Google PRIDES itself on progressivism and diversity. From transgender visibility to veganism. Google showered Ukrainian and Israeli employees with support and gave them a platform, but Palestinian supporters were left out. Say Ukrainians are dying and google will support you and even donate for you. Protest Google’s military contract that kills Palestinian civilians and violates the company ethics policies and you get fired?
This will blemish google’s reputation for a long time to come. IBM is still in the history books as helping the Nazis.
I decided to try out Kagi, I appreciate duckduckgo for privacy but jeez does it suck at being a search engine. Kagi is trying to be a 1:1 google search but without ads and tracking, you may ask how they operate? They charge 10 bucks a month which is a downside I'm willing to take.
Does the US still have a Fortune 500-wide hiring blacklist for those who publicly criticise Israeli military operations? If so, they may have a hard time finding other employment.
I am curious about how hard is the Boycot Divest Sanction movement is going to go down on google knowing that Google is the Internet. they seem to focus on Starbucks and McDonald.
McDonald’s and Starbucks are grassroots boycotts. On the BDS webpage they state that HP, Siemens, AXA and Puma are primary targets, as well as fruits & vegetables.
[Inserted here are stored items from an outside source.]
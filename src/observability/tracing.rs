use tracing_subscriber::{fmt, layer::SubscriberExt, util::SubscriberInitExt, EnvFilter};

/// Initialize tracing with the given log level.
///
/// Log level can be overridden with the `RUST_LOG` environment variable.
/// With `json` set, events are written as one JSON object per line.
pub fn init_tracing(default_level: &str, json: bool) {
    let filter =
        EnvFilter::try_from_default_env().unwrap_or_else(|_| EnvFilter::new(default_level));

    let registry = tracing_subscriber::registry().with(filter);

    if json {
        registry
            .with(fmt::layer().json().with_current_span(false))
            .init();
    } else {
        registry
            .with(fmt::layer().with_target(true).with_thread_ids(false))
            .init();
    }
}

/// Initialize tracing for tests (doesn't fail if already initialized).
#[cfg(test)]
pub fn init_test_tracing() {
    let _ = tracing_subscriber::fmt()
        .with_env_filter("fraudr=debug")
        .with_test_writer()
        .try_init();
}
use std::path::PathBuf;
use std::time::Duration;

use clap::Parser;

/// Fraud decision service configuration.
#[derive(Debug, Clone, Parser)]
#[command(name = "fraudr")]
#[command(about = "Fraud decision and orchestration service")]
pub struct Config {
    /// HTTP server listen address
    #[arg(long, default_value = "0.0.0.0:8080", env = "FRAUDR_LISTEN_ADDR")]
    pub listen_addr: String,

    /// Path to policy YAML file (built-in thresholds and rules if not set)
    #[arg(long, env = "FRAUDR_POLICY_PATH")]
    pub policy_path: Option<PathBuf>,

    /// Path to model YAML file (built-in heuristic model if not set)
    #[arg(long, env = "FRAUDR_MODEL_PATH")]
    pub model_path: Option<PathBuf>,

    /// Policy reload check interval in seconds
    #[arg(long, default_value = "30", env = "FRAUDR_POLICY_RELOAD_SECS")]
    pub policy_reload_secs: u64,

    /// Maximum transactions accepted by one batch request
    #[arg(long, default_value = "100", env = "FRAUDR_MAX_BATCH_SIZE")]
    pub max_batch_size: usize,

    /// Latency budget in milliseconds for the single detection endpoint
    #[arg(long, default_value = "100", env = "FRAUDR_LATENCY_BUDGET_MS")]
    pub latency_budget_ms: u64,

    /// Log level (trace, debug, info, warn, error)
    #[arg(long, default_value = "info", env = "RUST_LOG")]
    pub log_level: String,

    /// Write logs as JSON lines
    #[arg(long, default_value = "false", env = "FRAUDR_LOG_JSON")]
    pub log_json: bool,

    /// Enable graceful shutdown
    #[arg(long, default_value = "true", env = "FRAUDR_GRACEFUL_SHUTDOWN")]
    pub graceful_shutdown: bool,

    /// Graceful shutdown timeout in seconds
    #[arg(long, default_value = "30", env = "FRAUDR_SHUTDOWN_TIMEOUT_SECS")]
    pub shutdown_timeout_secs: u64,
}

impl Config {
    /// Get policy reload interval as Duration.
    pub fn policy_reload_interval(&self) -> Duration {
        Duration::from_secs(self.policy_reload_secs)
    }

    /// Get shutdown timeout as Duration.
    pub fn shutdown_timeout(&self) -> Duration {
        Duration::from_secs(self.shutdown_timeout_secs)
    }

    pub fn latency_budget(&self) -> Duration {
        Duration::from_millis(self.latency_budget_ms)
    }
}

impl Default for Config {
    fn default() -> Self {
        Config {
            listen_addr: "0.0.0.0:8080".to_string(),
            policy_path: None,
            model_path: None,
            policy_reload_secs: 30,
            max_batch_size: 100,
            latency_budget_ms: 100,
            log_level: "info".to_string(),
            log_json: false,
            graceful_shutdown: true,
            shutdown_timeout_secs: 30,
        }
    }
}

#[cfg(test)]
mod tests {
    use super::*;

    #[test]
    fn test_default_config() {
        let config = Config::default();

        assert_eq!(config.listen_addr, "0.0.0.0:8080");
        assert_eq!(config.latency_budget_ms, 100);
        assert_eq!(config.max_batch_size, 100);
        assert!(config.policy_path.is_none());
        assert!(config.model_path.is_none());
    }

    #[test]
    fn test_duration_helpers() {
        let config = Config {
            policy_reload_secs: 60,
            shutdown_timeout_secs: 15,
            latency_budget_ms: 250,
            ..Default::default()
        };

        assert_eq!(config.policy_reload_interval(), Duration::from_secs(60));
        assert_eq!(config.shutdown_timeout(), Duration::from_secs(15));
        assert_eq!(config.latency_budget(), Duration::from_millis(250));
    }

    #[test]
    fn test_parse_args() {
        let config = Config::try_parse_from([
            "fraudr",
            "--listen-addr",
            "127.0.0.1:9000",
            "--policy-path",
            "/etc/fraudr/policy.yaml",
            "--max-batch-size",
            "25",
        ])
        .unwrap();

        assert_eq!(config.listen_addr, "127.0.0.1:9000");
        assert_eq!(
            config.policy_path,
            Some(PathBuf::from("/etc/fraudr/policy.yaml"))
        );
        assert_eq!(config.max_batch_size, 25);
    }
}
Regarding these boycott lists that exist in the internet they write
The global nature of today’s economy means that there are thousands of companies that have links to Israel and are complicit to various degrees in Israel’s violations of international law. However, for our movement to have real impact we need our consumer boycotts to be easy to explain, have wide appeal and the potential for success. That’s why globally, while we call for divestment from all companies implicated in Israel's human rights violations, we focus our boycott campaigns on a select few strategic targets. We also encourage the principle of context sensitivity, whereby activists in any given context decide what best to target and how, in line with BDS guidelines. There is a lot of information online claiming that some large companies give money to Israel, some of which turns out to be false. BDS has built a reputation for strictly adhering to established facts and producing the most accurate information.
Google would obviously seem like a relevant target given this explanation and their current targets. At the same time, I can also only imagine that it would be more about pressurizing companies to move away from GCP and pressurizing Google to stop the collaboration with the occupation.
Some of them occupied the office of Google Cloud CEO Thomas Kurian until they were forcibly removed by law enforcement.
Last month, Google fired another employee for protesting the contract during a company presentation in Israel.
In a memo sent to all employees on Wednesday, Chris Rackow, Google’s head of global security, said that “behavior like this has no place in our workplace and we will not tolerate it.” You can read the full memo at the bottom of this story.
He also warned that the company would take more action if needed: “The overwhelming majority of our employees do the right thing.
In a response statement, the “No Tech for Apartheid” group behind the protests called Google’s firings a “flagrant act of retaliation.”
“In the three years that we have been organizing against Project Nimbus, we have yet to hear from a single executive about our concerns,” the group wrote in a post on Medium.